[Establishment of BV2 cell line with steady knockdown of Mg 2+ /Mn 2+ -dependent protein phosphatase 1A(PPM1A)].

Objective To construct a short hairpin RNA (shRNA) lentiviral of Mg2+ /Mn2+ -dependent protein phosphatase 1A (PPM1A) gene and establish mouse brain microglia cell line(BV2) which PPM1A was knocked down stably. Methods According to the Coding sequence (CDS) region of PPM1A gene, two pairs of short hairpin RNA (shRNA) sequences (shRNA1, shRNA2) were designed and cloned into GV493 vector, then it was transformed into competent Escherichia coli DH5α strain and cultured. The positive clones were picked for sequencing.
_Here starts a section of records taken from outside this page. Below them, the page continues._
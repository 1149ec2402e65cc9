//! Fetch → extract → fallback, per URL and over a batch.

use std::collections::HashMap;
use std::ops::RangeInclusive;
use std::time::Duration;

use anyhow::Result;
use chrono::{DateTime, Utc};
use rand::Rng;
use serde::Serialize;
use tracing::{info, instrument, warn};
use url::Url;

use crate::config::ScoutConfig;
use crate::estimate;
use crate::extract::Extractor;
use crate::models::{ListingRecord, Site};
use crate::scrapers::antibot::block_marker;
use crate::scrapers::{Fetcher, ScrapeError};

/// How a record was produced
#[derive(Debug, Clone, PartialEq, Serialize)]
#[serde(tag = "route", rename_all = "snake_case")]
pub enum Route {
    /// Address and price were read from the page
    Extracted { strategy: &'static str },
    /// Page unavailable or incomplete; record built from the URL
    Estimated { reason: String },
}

#[derive(Debug, Clone)]
pub struct ScrapeOutcome {
    pub record: ListingRecord,
    pub route: Route,
}

/// One line of batch output
#[derive(Debug, Clone, Serialize)]
pub struct BatchEntry {
    pub url: String,
    pub scraped_at: DateTime<Utc>,
    pub record: Option<ListingRecord>,
    pub price_per_sqm: Option<f64>,
    pub route: Option<Route>,
    pub error: Option<String>,
}

pub struct Pipeline {
    fetcher: Fetcher,
    extractors: HashMap<Site, Extractor>,
    batch_delay: RangeInclusive<u64>,
}

impl Pipeline {
    pub fn from_config(config: &ScoutConfig) -> Result<Self> {
        Self::new(Fetcher::from_config(config)?, config.batch_delay.clone())
    }

    pub fn new(fetcher: Fetcher, batch_delay: RangeInclusive<u64>) -> Result<Self> {
        let mut extractors = HashMap::new();
        for site in [Site::Funda, Site::Idealista] {
            extractors.insert(site, Extractor::for_site(site)?);
        }
        Ok(Self {
            fetcher,
            extractors,
            batch_delay,
        })
    }

    /// Scrape one listing.
    ///
    /// Errors only for a malformed URL, an unsupported site, or a browser
    /// session that cannot be created. Every other failure yields an
    /// estimated record.
    #[instrument(skip(self))]
    pub async fn scrape(&self, raw_url: &str) -> Result<ScrapeOutcome, ScrapeError> {
        let url = Url::parse(raw_url.trim())?;
        let site = Site::from_url(&url)
            .ok_or_else(|| ScrapeError::UnsupportedSite(url.host_str().unwrap_or("").to_string()))?;
        info!("Detected {} URL", site.name());

        let page = match self.fetcher.fetch(&url, site).await {
            Ok(page) => page,
            Err(e) if e.is_fatal() => return Err(e),
            Err(e) => {
                warn!("All fetch tiers failed: {}", e);
                return Ok(estimated(&url, e.to_string()));
            }
        };

        if let Some(marker) = block_marker(&page.html) {
            warn!("Anti-bot page from {} tier", page.strategy);
            return Ok(estimated(&url, ScrapeError::BlockedByAntiBot(marker.to_string()).to_string()));
        }

        let Some(extractor) = self.extractors.get(&site) else {
            return Err(ScrapeError::UnsupportedSite(site.name().to_string()));
        };
        let partial = extractor.extract_partial(&page.html);

        if partial.has_core_fields() {
            let missing = partial.missing();
            if !missing.is_empty() {
                info!(
                    "Extracted core fields; {} left as sentinels",
                    missing.iter().map(|f| f.label()).collect::<Vec<_>>().join(", ")
                );
            }
            return Ok(ScrapeOutcome {
                record: partial.finish(url.as_str()),
                route: Route::Extracted {
                    strategy: page.strategy,
                },
            });
        }

        warn!("Address or price missing after extraction");
        Ok(estimated(&url, "address or price not found on page".to_string()))
    }

    /// Scrape URLs one after another with a randomized pause between them.
    /// Failures are recorded per entry and never stop the batch.
    pub async fn scrape_batch(&self, urls: &[String]) -> Vec<BatchEntry> {
        let mut entries = Vec::with_capacity(urls.len());

        for (i, url) in urls.iter().enumerate() {
            info!("--- Processing URL {}/{}: {} ---", i + 1, urls.len(), url);
            let scraped_at = Utc::now();

            let entry = match self.scrape(url).await {
                Ok(outcome) => BatchEntry {
                    url: url.clone(),
                    scraped_at,
                    price_per_sqm: outcome.record.price_per_sqm(),
                    record: Some(outcome.record),
                    route: Some(outcome.route),
                    error: None,
                },
                Err(e) => {
                    warn!("Scrape failed for {}: {}", url, e);
                    BatchEntry {
                        url: url.clone(),
                        scraped_at,
                        record: None,
                        price_per_sqm: None,
                        route: None,
                        error: Some(e.to_string()),
                    }
                }
            };
            entries.push(entry);

            if i + 1 < urls.len() {
                let delay = self.pick_delay();
                info!("Waiting for {:.1} seconds before next request...", delay.as_secs_f64());
                tokio::time::sleep(delay).await;
            }
        }

        entries
    }

    fn pick_delay(&self) -> Duration {
        let (lo, hi) = (*self.batch_delay.start(), *self.batch_delay.end());
        if hi <= lo {
            return Duration::from_secs(lo);
        }
        let millis = rand::thread_rng().gen_range(lo * 1000..=hi * 1000);
        Duration::from_millis(millis)
    }
}

fn estimated(url: &Url, reason: String) -> ScrapeOutcome {
    info!("Falling back to URL-based estimate");
    ScrapeOutcome {
        record: estimate::estimate(url),
        route: Route::Estimated { reason },
    }
}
Finally, lentiviral packaging and titer determination were performed. Two groups of lentiviruses were transfected into BV2 cells and screened with puromycin. Fluorescence microscopy and flow cytometry were used to observe the expression of green fluorescent protein (GFP), and the expression of PPM1A were evaluated by RT-qPCR and Western blot analysis. Results The PPM1A shRNA lentiviral expression vector was successfully constructed. The expression of GFP was more than 80%. Compared with the control group, the mRNA and protein levels of PPM1A were significantly decreased in shRNA1 and shRNA2 knockdown groups. Conclusion The PPM1A knockdown BV2 cell line was successfully constructed using the lentiviral shRNA.